January 9, 2015 Kluge Center Announces Blumberg Dialogues on Astrobiology
First of Series Occurs March 18-19
Press Contact: Donna Urschel (202) 707-1639
Public Contact: Jason Steinhauer (202) 707-0213 or Dan Turello (202) 707-0297
The John W. Kluge Center at the Library of Congress in 2015 will hold a series of seminars and public dialogues on the topic of astrobiology.
The three-part series, part of the Kluge Center’s ongoing Baruch S. Blumberg NASA/Library of Congress Astrobiology Program, will convene scientists, social scientists, humanities scholars and writers from across the country and around the world to investigate the intersection of astrobiology research with humanistic and societal concerns.
'This exciting series of private and public dialogues is an opportunity to widen the conversation on astrobiology and more deeply explore its potential effects on human self-understanding,” said Kluge Center Director Jane McAuliffe. “We’re delighted to continue our cooperation with NASA to promote reflection and dialogue on the possible implications of the search for life beyond our planet, guided by the humanistic insights that can be gleaned from Library of Congress collections and resources.”
The series—titled Blumberg Dialogues in honor of late Nobel Laureate Baruch “Barry” Blumberg, founding director of the NASA Astrobiology Institute and former member of the Library of Congress Scholars Council—will be held in lieu of an appointment to the NASA/Library of Congress Astrobiology Chair in 2015. A senior scholar position at the Kluge Center, the Astrobiology Chair has been filled for the past two years through an annual competition process managed by the center.

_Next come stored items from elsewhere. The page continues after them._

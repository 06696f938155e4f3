//! Command Handler Module
//!
//! Interprets a decoded RESP command, validates its shape and arity, runs it
//! against the storage engine, and drives AOF appends for mutations.
//!
//! ## Supported Commands
//!
//! - `PING [message]` - test the connection
//! - `ECHO message` - echo a bulk string back
//! - `SET key value` - store a key (appended to the AOF)
//! - `GET key` - fetch a key, null bulk string when absent
//!
//! Dispatch never fails as a Rust error: every invalid command comes back
//! as a RESP `Error` value for the client, and the connection continues.
//!
//! ## Durability policy
//!
//! SET mutates the in-memory store first and then appends to the AOF. If
//! the append fails, the failure is reported to the operator and the client
//! still receives `+OK`: the value is visible but not guaranteed to survive
//! a crash.

use crate::persistence::AofLog;
use crate::protocol::RespValue;
use crate::storage::StorageEngine;
use bytes::Bytes;
use std::sync::Arc;
use tracing::error;

/// Executes commands against the shared store and log.
///
/// Cheap to clone; each connection gets its own copy holding `Arc`s to the
/// process-wide singletons.
#[derive(Debug, Clone)]
pub struct CommandHandler {
    /// The storage engine
    storage: Arc<StorageEngine>,
    /// The append-only log for mutating commands
    aof: Arc<AofLog>,
}

impl CommandHandler {
    /// Creates a new command handler over the given store and log.
    pub fn new(storage: Arc<StorageEngine>, aof: Arc<AofLog>) -> Self {
        Self { storage, aof }
    }

    /// Executes a live command and returns the response.
    ///
    /// Mutations are appended to the AOF.
    pub async fn execute(&self, command: RespValue) -> RespValue {
        self.run(command, true).await
    }

    /// Executes a command replayed from the AOF.
    ///
    /// Identical to [`execute`](Self::execute) except that the command is
    /// not re-appended to the log, which would duplicate it.
    pub async fn apply(&self, command: RespValue) -> RespValue {
        self.run(command, false).await
    }

    async fn run(&self, command: RespValue, persist: bool) -> RespValue {
        let args = match command.as_array() {
            Some(args) => args,
            None => return RespValue::error("ERR Command must be an array"),
        };

        if args.is_empty() {
            return RespValue::error("ERR Empty command array");
        }

        // The verb is the first array element and must be a bulk string
        let verb = match &args[0] {
            RespValue::BulkString(b) => String::from_utf8_lossy(b).into_owned(),
            _ => return RespValue::error("ERR Command must be a Bulk String"),
        };

        match verb.to_uppercase().as_str() {
            "PING" => self.cmd_ping(&args[1..]),
            "ECHO" => self.cmd_echo(&args[1..]),
            "SET" => self.cmd_set(&args[1..], &command, persist).await,
            "GET" => self.cmd_get(&args[1..]),
            _ => RespValue::error(format!("ERR unknown command '{}'", verb)),
        }
    }

    /// Extracts the payload of a bulk string argument.
    fn bulk_arg(value: &RespValue) -> Option<Bytes> {
        match value {
            RespValue::BulkString(b) => Some(b.clone()),
            _ => None,
        }
    }

    /// PING [message]
    fn cmd_ping(&self, args: &[RespValue]) -> RespValue {
        match args {
            [] => RespValue::pong(),
            [arg] => match Self::bulk_arg(arg) {
                Some(msg) => RespValue::bulk_string(msg),
                None => RespValue::error("ERR wrong number of arguments for 'ping' command"),
            },
            _ => RespValue::error("ERR wrong number of arguments for 'ping' command"),
        }
    }

    /// ECHO message
    fn cmd_echo(&self, args: &[RespValue]) -> RespValue {
        match args {
            [arg] => match Self::bulk_arg(arg) {
                Some(msg) => RespValue::bulk_string(msg),
                None => RespValue::error("ERR wrong number of arguments for 'echo' command"),
            },
            _ => RespValue::error("ERR wrong number of arguments for 'echo' command"),
        }
    }

    /// SET key value
    ///
    /// `command` is the original array, appended verbatim to the AOF so the
    /// log replays through this same dispatch path.
    async fn cmd_set(&self, args: &[RespValue], command: &RespValue, persist: bool) -> RespValue {
        let (key, value) = match args {
            [k, v] => match (Self::bulk_arg(k), Self::bulk_arg(v)) {
                (Some(key), Some(value)) => (key, value),
                _ => return RespValue::error("ERR wrong number of arguments for 'set' command"),
            },
            _ => return RespValue::error("ERR wrong number of arguments for 'set' command"),
        };

        self.storage.set(key, value);

        if persist {
            // Append failure is an operator problem, not a client error: the
            // in-memory write already happened and is not rolled back.
            if let Err(e) = self.aof.append(command).await {
                error!("Failed to append SET to AOF: {}", e);
            }
        }

        RespValue::ok()
    }

    /// GET key
    fn cmd_get(&self, args: &[RespValue]) -> RespValue {
        let key = match args {
            [k] => match Self::bulk_arg(k) {
                Some(key) => key,
                None => return RespValue::error("ERR wrong number of arguments for 'get' command"),
            },
            _ => return RespValue::error("ERR wrong number of arguments for 'get' command"),
        };

        match self.storage.get(&key) {
            Some(value) => RespValue::bulk_string(value),
            None => RespValue::null(),
        }
    }
}
//! Loading migration files from a directory.
//!
//! # Ordering
//!
//! Files run in lexicographic order of their names, compared byte-wise
//! (`"10_c.sql" < "1_a.sql" < "2_b.sql"`). The order in which the filesystem
//! enumerates entries is never used. Zero-pad numeric prefixes
//! (`0001_create_users.sql`) so that lexicographic and numeric order agree.
//!
//! Subdirectories and hidden entries (names starting with `.`) are ignored.

use std::fs;
use std::path::Path;

use crate::error::Error;
use crate::MigrationFile;

/// List every migration file in `dir`, with its content, in execution order.
///
/// The whole set is read before returning: if any entry cannot be read as
/// UTF-8 text, no migration is returned and the run must not start.
pub fn list_migrations(dir: impl AsRef<Path>) -> Result<Vec<MigrationFile>, Error> {
    let dir = dir.as_ref();
    let io_error = |path: &Path| {
        let path = path.to_path_buf();
        move |source: std::io::Error| Error::Io { path, source }
    };

    let mut migrations = Vec::new();
    for entry in fs::read_dir(dir).map_err(io_error(dir))? {
        let entry = entry.map_err(io_error(dir))?;
        let path = entry.path();

        let name = entry.file_name().into_string().map_err(|raw| Error::Io {
            path: path.clone(),
            source: std::io::Error::new(
                std::io::ErrorKind::InvalidData,
                format!("file name {:?} is not valid UTF-8", raw),
            ),
        })?;

        if name.starts_with('.') {
            #[cfg(feature = "tracing")]
            tracing::debug!(entry = %name, "Ignoring hidden entry");
            continue;
        }

        // Follows symlinks, so a linked migration file is picked up
        if fs::metadata(&path).map_err(io_error(&path))?.is_dir() {
            #[cfg(feature = "tracing")]
            tracing::debug!(entry = %name, "Ignoring subdirectory");
            continue;
        }

        let content = fs::read_to_string(&path).map_err(io_error(&path))?;
        migrations.push(MigrationFile {
            name,
            path,
            content,
        });
    }

    migrations.sort_by(|a, b| a.name.cmp(&b.name));

    #[cfg(feature = "tracing")]
    tracing::debug!(
        dir = %dir.display(),
        migrations = ?migrations.iter().map(|m| m.name.as_str()).collect::<Vec<_>>(),
        "Loaded migration files"
    );

    Ok(migrations)
}

#[cfg(test)]
mod tests {
    use super::*;
    use std::io::ErrorKind;

    fn names(migrations: &[MigrationFile]) -> Vec<&str> {
        migrations.iter().map(|m| m.name.as_str()).collect()
    }

    #[test]
    fn sorts_lexicographically_regardless_of_creation_order() {
        let dir = tempfile::tempdir().unwrap();
        // Created in reverse so that creation-order enumeration would be wrong
        for name in ["c.sql", "b.sql", "a.sql", "10_x.sql", "2_y.sql", "1_z.sql"] {
            fs::write(dir.path().join(name), format!("-- {}", name)).unwrap();
        }

        let migrations = list_migrations(dir.path()).unwrap();
        assert_eq!(
            names(&migrations),
            vec!["10_x.sql", "1_z.sql", "2_y.sql", "a.sql", "b.sql", "c.sql"]
        );
    }

    #[test]
    fn loads_full_content() {
        let dir = tempfile::tempdir().unwrap();
        let sql = "CREATE TABLE users (id SERIAL PRIMARY KEY);\nINSERT INTO users DEFAULT VALUES;\n";
        fs::write(dir.path().join("001_users.sql"), sql).unwrap();

        let migrations = list_migrations(dir.path()).unwrap();
        assert_eq!(migrations.len(), 1);
        assert_eq!(migrations[0].name, "001_users.sql");
        assert_eq!(migrations[0].content, sql);
        assert_eq!(migrations[0].path, dir.path().join("001_users.sql"));
    }

    #[test]
    fn ignores_subdirectories_and_hidden_entries() {
        let dir = tempfile::tempdir().unwrap();
        fs::write(dir.path().join("001_users.sql"), "SELECT 1").unwrap();
        fs::write(dir.path().join(".gitkeep"), "").unwrap();
        fs::create_dir(dir.path().join("archive")).unwrap();
        fs::write(dir.path().join("archive").join("000_old.sql"), "SELECT 1").unwrap();

        let migrations = list_migrations(dir.path()).unwrap();
        assert_eq!(names(&migrations), vec!["001_users.sql"]);
    }

    #[cfg(feature = "tracing")]
    #[test]
    fn logs_each_ignored_entry() {
        use std::sync::{Arc, Mutex};

        struct CaptureWriter(Arc<Mutex<Vec<u8>>>);
        impl std::io::Write for CaptureWriter {
            fn write(&mut self, buf: &[u8]) -> std::io::Result<usize> {
                self.0.lock().unwrap().extend_from_slice(buf);
                Ok(buf.len())
            }
            fn flush(&mut self) -> std::io::Result<()> {
                Ok(())
            }
        }

        let dir = tempfile::tempdir().unwrap();
        fs::write(dir.path().join("001_users.sql"), "SELECT 1").unwrap();
        fs::write(dir.path().join(".gitkeep"), "").unwrap();
        fs::create_dir(dir.path().join("archive")).unwrap();

        let captured = Arc::new(Mutex::new(Vec::<u8>::new()));
        let captured_clone = Arc::clone(&captured);
        let subscriber = tracing_subscriber::fmt()
            .with_max_level(tracing::Level::DEBUG)
            .without_time()
            .with_target(false)
            .with_ansi(false)
            .with_writer(move || CaptureWriter(Arc::clone(&captured_clone)))
            .finish();

        let migrations = tracing::subscriber::with_default(subscriber, || {
            list_migrations(dir.path()).unwrap()
        });

        assert_eq!(names(&migrations), vec!["001_users.sql"]);
        let output = String::from_utf8(captured.lock().unwrap().clone()).unwrap();
        assert!(output.contains("Ignoring hidden entry entry=.gitkeep"), "{}", output);
        assert!(output.contains("Ignoring subdirectory entry=archive"), "{}", output);
    }

    #[test]
    fn empty_directory_yields_nothing() {
        let dir = tempfile::tempdir().unwrap();
        assert!(list_migrations(dir.path()).unwrap().is_empty());
    }

    #[test]
    fn missing_directory_is_an_io_error() {
        let dir = tempfile::tempdir().unwrap();
        let missing = dir.path().join("does-not-exist");

        match list_migrations(&missing) {
            Err(Error::Io { path, source }) => {
                assert_eq!(path, missing);
                assert_eq!(source.kind(), ErrorKind::NotFound);
            }
            other => panic!("expected an Io error, got {:?}", other),
        }
    }

    #[test]
    fn non_utf8_content_is_an_io_error() {
        let dir = tempfile::tempdir().unwrap();
        fs::write(dir.path().join("001_ok.sql"), "SELECT 1").unwrap();
        fs::write(dir.path().join("002_binary.sql"), [0xff, 0xfe, 0x00, 0x80]).unwrap();

        match list_migrations(dir.path()) {
            Err(Error::Io { path, source }) => {
                assert_eq!(path, dir.path().join("002_binary.sql"));
                assert_eq!(source.kind(), ErrorKind::InvalidData);
            }
            other => panic!("expected an Io error, got {:?}", other),
        }
    }
}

An appointment for 2016 will be made; those applications are currently under review.
The first of the three Blumberg Dialogues will occur Wednesday, March 18 and Thursday, March 19. Selected scholars will be invited to participate in the two-day seminar focused on astrobiology research and its implications for Eastern and Western religions and philosophies. The afternoon of the second day will feature a public dialogue hosted by the Kluge Center on issues raised during the seminar and featuring several of the participating scholars.
The public event will be free and no reservations will be needed. Further information will be posted at a later date at www.loc.gov/kluge/.
The remaining two seminars will occur later in the year. The seminars will be led by Derek Malone-France, associate professor in the departments of philosophy and religion at The George Washington University, and John Baross, professor in the School of Oceanography and in the Astrobiology Program at the University of Washington.
The Astrobiology Chair and the Blumberg Dialogues are the result of collaboration between the NASA Astrobiology Program and the Library of Congress. Funded by NASA, and executed by the Kluge Center in consultation with the NASA Astrobiology Institute, the program promotes research at the intersection of the science of astrobiology and its humanistic and societal implications. Ordinarily a senior researcher is appointed annually to be in residence at the Kluge Center, to make use of the Library of Congress collections, and to convene related programs that ensure astrobiology’s role in culture and society receives considered treatment each year in Washington, D.C.
Through a generous endowment from John W. Kluge, the Library of Congress established the Kluge Center in 2000 to bring together the world's best thinkers to stimulate and energize one another, to distill wisdom from the Library's rich resources, and to interact with policymakers in Washington. For more information about the Kluge Center visit www.loc.gov/kluge/.
Founded in 1800, the Library of Congress is the nation’s oldest federal cultural institution and the largest library in the world, with more than 158 million items in various languages, disciplines and formats. As the world’s largest repository of knowledge and creativity, the Library is a symbol of democracy and the principles on which this nation was founded. The Library serves the U.S. Congress and the nation both on-site, in its reading rooms on Capitol Hill, and through its award-winning website at www.loc.gov.